Tasarımcı, “Benim stilim zamansız; geçmiş ve bugün arasında askıya alınmış bir halde; yaşlanmaz, çünkü hiç sınır tanımayan bir felsefedir; çaba gerektirmez, çünkü akıcı, anlık, özgür ve tamamen bilinç dışıdır. Artık cinsiyetsiz de oldu,” diyor. Terziliği ve kumaş bilgisi üst düzeyde bir isim olarak perakende alanında bir yaratım sürecinin nasıl ilerlediği ve bu konuda tereddütleri olup olmadığı merak uyandıran bir unsur. Valli, yine H&M Magazine’e bu konuyla ilgili olarak, “Ben yoğun ve titiz bir atölye çalışmasına alışkınım ve kreasyonlarımın kalitesi konusunda son derece yüksek standartlarım vardır, tüm kontrolleri her zaman bizzat ben yaparım. Ama itiraf etmeliyim ki malzeme örnekleri elimize ulaştığında şaşkınlığa düşen ilk kişi ben oldum. H&M de aynı etkiyi yaratabilmişti. Her şeyi kusursuz bir şekilde, şahane gerçekleştirdiler, hatta benim artık imzam haline gelmiş çok katlı tül elbiselerimi bile!” diyerek mutluluğunu ifade etti.
H&M Kreatif Danışmanı Ann-Sofie Johansson da bu ortaklıkla ilgili, “Giambattista Valli ile iş birliği yaptığımız için çok heyecanlıyız. O tartışmasız bir haute couture ustası ve unutulmaz silüetlerin yaratıcısı, onun imza görünümlerini müşterilerimize sunmak rüya gibi. Bu güzel koleksiyona gelecek tepkileri merakla bekliyoruz,” diyor.

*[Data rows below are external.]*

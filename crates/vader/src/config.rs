//! Daemon configuration.
//!
//! Values are layered: built-in defaults, then an optional YAML file, then
//! command line flags. The binary is responsible for the last step; this
//! module only knows about defaults, YAML and validation.

use serde::{Deserialize, Serialize};
use std::path::Path;
use std::time::Duration;

/// Placeholder token that means "not configured".
pub const TOKEN_SENTINEL: &str = "REQUIRED";

/// Location understood by the weather API as "wherever the request comes from".
pub const AUTOIP_LOCATION: &str = "autoip";

/// Environment variable consulted when no token was given on the CLI or in YAML.
pub const TOKEN_ENV_VAR: &str = "WUNDERGROUND_TOKEN";

const DEFAULT_MQTT_PORT: u16 = 1883;

const SECS_PER_HOUR: u64 = 60 * 60;

/// Root configuration of the daemon.
#[derive(Debug, Clone, Serialize, Deserialize)]
#[serde(default)]
pub struct Config {
    pub weather: WeatherConfig,
    /// Hours between two fetch-and-publish cycles.
    pub refresh_hours: u64,
    pub mqtt: MqttConfig,
}

impl Default for Config {
    fn default() -> Self {
        Self {
            weather: WeatherConfig::default(),
            refresh_hours: 1,
            mqtt: MqttConfig::default(),
        }
    }
}

/// Weather API settings.
#[derive(Debug, Clone, Serialize, Deserialize)]
#[serde(default)]
pub struct WeatherConfig {
    pub token: String,
    pub location: String,
    pub api_url: String,
    pub timeout_secs: u64,
}

impl Default for WeatherConfig {
    fn default() -> Self {
        Self {
            token: String::new(),
            location: AUTOIP_LOCATION.to_string(),
            api_url: "http://api.wunderground.com".to_string(),
            timeout_secs: 30,
        }
    }
}

/// Broker connection and hemtjanst topic settings.
#[derive(Debug, Clone, Serialize, Deserialize)]
#[serde(default)]
pub struct MqttConfig {
    /// `host`, `host:port` or `tcp://host:port`
    pub address: String,
    pub client_id: String,
    pub username: Option<String>,
    pub password: Option<String>,
    pub keep_alive_secs: u64,
    pub connect_timeout_secs: u64,
    pub announce_topic: String,
    pub discover_topic: String,
    pub leave_topic: String,
}

impl Default for MqttConfig {
    fn default() -> Self {
        Self {
            address: format!("localhost:{}", DEFAULT_MQTT_PORT),
            client_id: "vader".to_string(),
            username: None,
            password: None,
            keep_alive_secs: 30,
            connect_timeout_secs: 10,
            announce_topic: "announce".to_string(),
            discover_topic: "discover".to_string(),
            leave_topic: "leave".to_string(),
        }
    }
}

impl MqttConfig {
    /// Split the configured address into host and port.
    pub fn broker(&self) -> Result<(String, u16), ConfigError> {
        let address = self.address.trim();
        let address = address
            .strip_prefix("tcp://")
            .or_else(|| address.strip_prefix("mqtt://"))
            .unwrap_or(address);

        let (host, port) = match address.rsplit_once(':') {
            Some((host, port)) => {
                let port = port
                    .parse::<u16>()
                    .map_err(|_| ConfigError::InvalidAddress(self.address.clone()))?;
                (host, port)
            }
            None => (address, DEFAULT_MQTT_PORT),
        };

        if host.is_empty() {
            return Err(ConfigError::InvalidAddress(self.address.clone()));
        }
        Ok((host.to_string(), port))
    }
}

impl Config {
    /// Load configuration from a YAML file
    pub fn from_file(path: impl AsRef<Path>) -> Result<Self, ConfigError> {
        let path = path.as_ref();
        let contents = std::fs::read_to_string(path)
            .map_err(|e| ConfigError::IoError(format!("{}: {}", path.display(), e)))?;
        Self::parse(&contents)
    }

    /// Parse configuration from a YAML string
    pub fn parse(yaml: &str) -> Result<Self, ConfigError> {
        serde_yaml::from_str(yaml).map_err(|e| ConfigError::ParseError(e.to_string()))
    }

    /// Fill the token from the environment if nothing else provided one.
    pub fn apply_env_token(&mut self, env_token: Option<String>) {
        if self.token_missing() {
            if let Some(token) = env_token.filter(|t| !t.trim().is_empty()) {
                self.weather.token = token;
            }
        }
    }

    /// Check the configuration before anything connects anywhere.
    pub fn validate(&self) -> Result<(), ConfigError> {
        if self.token_missing() {
            return Err(ConfigError::MissingToken);
        }
        if self.refresh_hours == 0 || self.refresh_hours.checked_mul(SECS_PER_HOUR).is_none() {
            return Err(ConfigError::InvalidRefresh(self.refresh_hours));
        }
        self.mqtt.broker()?;
        Ok(())
    }

    pub fn refresh_interval(&self) -> Duration {
        Duration::from_secs(self.refresh_hours.saturating_mul(SECS_PER_HOUR))
    }

    fn token_missing(&self) -> bool {
        let token = self.weather.token.trim();
        token.is_empty() || token == TOKEN_SENTINEL
    }
}

/// Configuration errors
#[derive(Debug, thiserror::Error)]
pub enum ConfigError {
    #[error("IO error: {0}")]
    IoError(String),
    #[error("Parse error: {0}")]
    ParseError(String),
    #[error("A token is required to be able to query the Wunderground API")]
    MissingToken,
    #[error("Refresh interval must be at least 1 hour and fit in seconds, got {0} hours")]
    InvalidRefresh(u64),
    #[error("Invalid MQTT broker address: {0}")]
    InvalidAddress(String),
}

Giambattista Valli X H&M Kadın koleksiyonunun merkezinde hem uzun hem de mini elbiseler yer alıyor, ki Valli’nin couture silüetlerini düşündükçe bu bir sürpriz değil. Göğüs kısmını saran, belden aşağısı uçuşarak yere kadar inen katmanlı modeller, vücudu saran dar formlar, asimetrik kesimler, romantik fırfır detayları ve başta mikro çiçekler olmak üzere narin desenlere bürünmüş parçalar, yüksek enerjileriyle yıldızlaşıyor.

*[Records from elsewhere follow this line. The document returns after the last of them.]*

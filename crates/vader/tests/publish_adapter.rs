//! Publish adapter against a recording transport.

mod common;

use std::collections::BTreeMap;

use common::{weather_registry, RecordingTransport};
use vader::publish::apply;
use vader::sensor::{
    FeatureInfo, SensorSpec, SensorType, CURRENT_RELATIVE_HUMIDITY, CURRENT_TEMPERATURE,
    HUMIDITY_TOPIC, TEMPERATURE_TOPIC,
};
use vader::weather::Conditions;

const TEMPERATURE_GET: &str = "sensor/temperature/wunderground/currentTemperature/get";
const HUMIDITY_GET: &str = "sensor/humidity/wunderground/currentRelativeHumidity/get";

#[tokio::test]
async fn updates_one_feature_per_sensor() {
    let transport = RecordingTransport::new();
    let mut registry = weather_registry();

    let published = apply(
        &Conditions::new(18.4, "62%"),
        registry.sensors_mut(),
        &transport,
    )
    .await;

    assert_eq!(published, 2);
    assert_eq!(transport.values_on(TEMPERATURE_GET), vec!["18.4"]);
    assert_eq!(transport.values_on(HUMIDITY_GET), vec!["62"]);
    assert!(transport.published().iter().all(|p| p.retain));

    assert_eq!(
        registry
            .get_feature(TEMPERATURE_TOPIC, CURRENT_TEMPERATURE)
            .unwrap()
            .value(),
        Some("18.4")
    );
    assert_eq!(
        registry
            .get_feature(HUMIDITY_TOPIC, CURRENT_RELATIVE_HUMIDITY)
            .unwrap()
            .value(),
        Some("62")
    );
}

#[tokio::test]
async fn unchanged_values_are_published_again() {
    let transport = RecordingTransport::new();
    let mut registry = weather_registry();
    let conditions = Conditions::new(-3.2, "91");

    apply(&conditions, registry.sensors_mut(), &transport).await;
    apply(&conditions, registry.sensors_mut(), &transport).await;

    assert_eq!(transport.values_on(TEMPERATURE_GET), vec!["-3.2", "-3.2"]);
    assert_eq!(transport.values_on(HUMIDITY_GET), vec!["91", "91"]);
}

#[tokio::test]
async fn unknown_sensor_type_is_ignored() {
    let transport = RecordingTransport::new();
    let mut registry = weather_registry();
    registry
        .register(SensorSpec {
            topic: "sensor/wind/wunderground".to_string(),
            name: "Wind (outside)".to_string(),
            manufacturer: "vader".to_string(),
            sensor_type: SensorType::Other("windSensor".to_string()),
            features: BTreeMap::from([("currentWindSpeed".to_string(), FeatureInfo::default())]),
        })
        .unwrap();

    let published = apply(
        &Conditions::new(10.0, "40%"),
        registry.sensors_mut(),
        &transport,
    )
    .await;

    assert_eq!(published, 2);
    assert!(transport
        .published()
        .iter()
        .all(|p| !p.topic.starts_with("sensor/wind")));
    assert_eq!(
        registry
            .get_feature("sensor/wind/wunderground", "currentWindSpeed")
            .unwrap()
            .value(),
        None
    );
}

#[tokio::test]
async fn bad_temperature_does_not_stop_humidity() {
    let transport = RecordingTransport::new();
    let mut registry = weather_registry();

    let published = apply(
        &Conditions::new(f64::NAN, "70%"),
        registry.sensors_mut(),
        &transport,
    )
    .await;

    assert_eq!(published, 1);
    assert!(transport.values_on(TEMPERATURE_GET).is_empty());
    assert_eq!(transport.values_on(HUMIDITY_GET), vec!["70"]);
}

#[tokio::test]
async fn failed_publish_keeps_previous_value() {
    let transport = RecordingTransport::new();
    let mut registry = weather_registry();

    apply(
        &Conditions::new(12.0, "50%"),
        registry.sensors_mut(),
        &transport,
    )
    .await;

    transport.fail_on(TEMPERATURE_GET);
    let published = apply(
        &Conditions::new(13.5, "55%"),
        registry.sensors_mut(),
        &transport,
    )
    .await;

    assert_eq!(published, 1);
    assert_eq!(
        registry
            .get_feature(TEMPERATURE_TOPIC, CURRENT_TEMPERATURE)
            .unwrap()
            .value(),
        Some("12.0")
    );
    assert_eq!(
        registry
            .get_feature(HUMIDITY_TOPIC, CURRENT_RELATIVE_HUMIDITY)
            .unwrap()
            .value(),
        Some("55")
    );
}

#[tokio::test]
async fn sensor_missing_its_feature_is_skipped() {
    let transport = RecordingTransport::new();
    let mut registry = vader::Registry::new("announce", "vader");
    registry
        .register(SensorSpec {
            topic: "sensor/temperature/broken".to_string(),
            name: "Broken".to_string(),
            manufacturer: "vader".to_string(),
            sensor_type: SensorType::TemperatureSensor,
            features: BTreeMap::new(),
        })
        .unwrap();
    registry
        .register(vader::sensor::weather_sensors()[1].clone())
        .unwrap();

    let published = apply(
        &Conditions::new(20.0, "33%"),
        registry.sensors_mut(),
        &transport,
    )
    .await;

    assert_eq!(published, 1);
    assert_eq!(transport.values_on(HUMIDITY_GET), vec!["33"]);
}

Blazer’lar, shearling detaylı deri ceketler, uzun mantolar ve hacimli formlarda dış giyim parçaları sürekli giyilebilecek zamansız tasarımlara yatırım yapmak isteyenlere hitap ediyor. Üzerinde Rönesans tablolarını andıran baskıların yer aldığı üst giyim parçaları hoş bir seçenek sunuyor. Dekoratif işlemeler ve dudak motiflerine sahip sweatshirt, tişört ve trikoları seksi mini etekler ya da pul, işleme detaylı şalvar pantolonlar tamamlıyor. İster ayrı ayrı ister takım olarak kombinlenen leopar deseni ve batik parçalar, sezonun bu iki önemli trendini yansıtıyor. Koleksiyon aksesuarlar konusunda da oldukça zengin.

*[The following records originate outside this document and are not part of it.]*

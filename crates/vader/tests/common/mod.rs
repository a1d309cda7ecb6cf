//! Test doubles for the bus and the weather API

#![allow(dead_code)]

use std::collections::VecDeque;
use std::sync::atomic::{AtomicBool, AtomicUsize, Ordering};
use std::sync::Mutex;
use std::time::Duration;

use vader::bus::{BusError, Transport};
use vader::sensor::{weather_sensors, Registry};
use vader::weather::{Conditions, FetchError, WeatherSource};

/// One publish seen by [`RecordingTransport`].
#[derive(Debug, Clone, PartialEq)]
pub struct Published {
    pub topic: String,
    pub payload: String,
    pub retain: bool,
}

/// Transport that records every publish instead of sending it.
#[derive(Default)]
pub struct RecordingTransport {
    published: Mutex<Vec<Published>>,
    fail_topics: Mutex<Vec<String>>,
}

impl RecordingTransport {
    pub fn new() -> Self {
        Self::default()
    }

    /// Make publishes to `topic` fail from now on.
    pub fn fail_on(&self, topic: &str) {
        self.fail_topics.lock().unwrap().push(topic.to_string());
    }

    pub fn published(&self) -> Vec<Published> {
        self.published.lock().unwrap().clone()
    }

    pub fn values_on(&self, topic: &str) -> Vec<String> {
        self.published()
            .into_iter()
            .filter(|p| p.topic == topic)
            .map(|p| p.payload)
            .collect()
    }

    pub fn clear(&self) {
        self.published.lock().unwrap().clear();
    }
}

impl Transport for RecordingTransport {
    async fn publish(&self, topic: &str, payload: Vec<u8>, retain: bool) -> Result<(), BusError> {
        if self.fail_topics.lock().unwrap().iter().any(|t| t == topic) {
            return Err(BusError::ConnectTimeout(Duration::ZERO));
        }
        self.published.lock().unwrap().push(Published {
            topic: topic.to_string(),
            payload: String::from_utf8(payload).unwrap(),
            retain,
        });
        Ok(())
    }
}

/// Weather source that replays a script, one entry per fetch.
///
/// Once the script runs out every fetch fails with `MissingConditions`.
pub struct ScriptedSource {
    script: Mutex<VecDeque<Result<Conditions, FetchError>>>,
    calls: AtomicUsize,
    in_flight: AtomicBool,
    overlapped: AtomicBool,
    delay: Duration,
}

impl ScriptedSource {
    pub fn new(script: Vec<Result<Conditions, FetchError>>) -> Self {
        Self::with_delay(script, Duration::ZERO)
    }

    /// Every fetch takes `delay` (in tokio time) before answering.
    pub fn with_delay(script: Vec<Result<Conditions, FetchError>>, delay: Duration) -> Self {
        Self {
            script: Mutex::new(script.into()),
            calls: AtomicUsize::new(0),
            in_flight: AtomicBool::new(false),
            overlapped: AtomicBool::new(false),
            delay,
        }
    }

    pub fn calls(&self) -> usize {
        self.calls.load(Ordering::SeqCst)
    }

    /// True if a fetch ever started while another one was running.
    pub fn overlapped(&self) -> bool {
        self.overlapped.load(Ordering::SeqCst)
    }
}

impl WeatherSource for ScriptedSource {
    async fn fetch(&self) -> Result<Conditions, FetchError> {
        if self.in_flight.swap(true, Ordering::SeqCst) {
            self.overlapped.store(true, Ordering::SeqCst);
        }
        self.calls.fetch_add(1, Ordering::SeqCst);

        if !self.delay.is_zero() {
            tokio::time::sleep(self.delay).await;
        }

        let next = self
            .script
            .lock()
            .unwrap()
            .pop_front()
            .unwrap_or(Err(FetchError::MissingConditions));
        self.in_flight.store(false, Ordering::SeqCst);
        next
    }
}

/// Registry with the two weather sensors, as the daemon builds it.
pub fn weather_registry() -> Registry {
    let mut registry = Registry::new("announce", "vader");
    for spec in weather_sensors() {
        registry.register(spec).unwrap();
    }
    registry
}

Tasarımcının boynundan çıkarmadığı ve nazarlığı olarak tanımladığı inci kolyesi, yeni yorumlamalarıyla kendine yer buluyor. GBV logolu küpeler, kalp ve kare şeklinde mini çantalar, Lolita güneş gözlükleri, desenli eşarplar ve dekoratif uzun çoraplar da öne çıkan diğer tamamlayıcı parçalar arasında yer alıyor. 7 Kasım’da dünya çapında satışa sunulan bu koleksiyonun ve gelecekteki iş birliklerinin takibinde olmaya devam edeceğiz.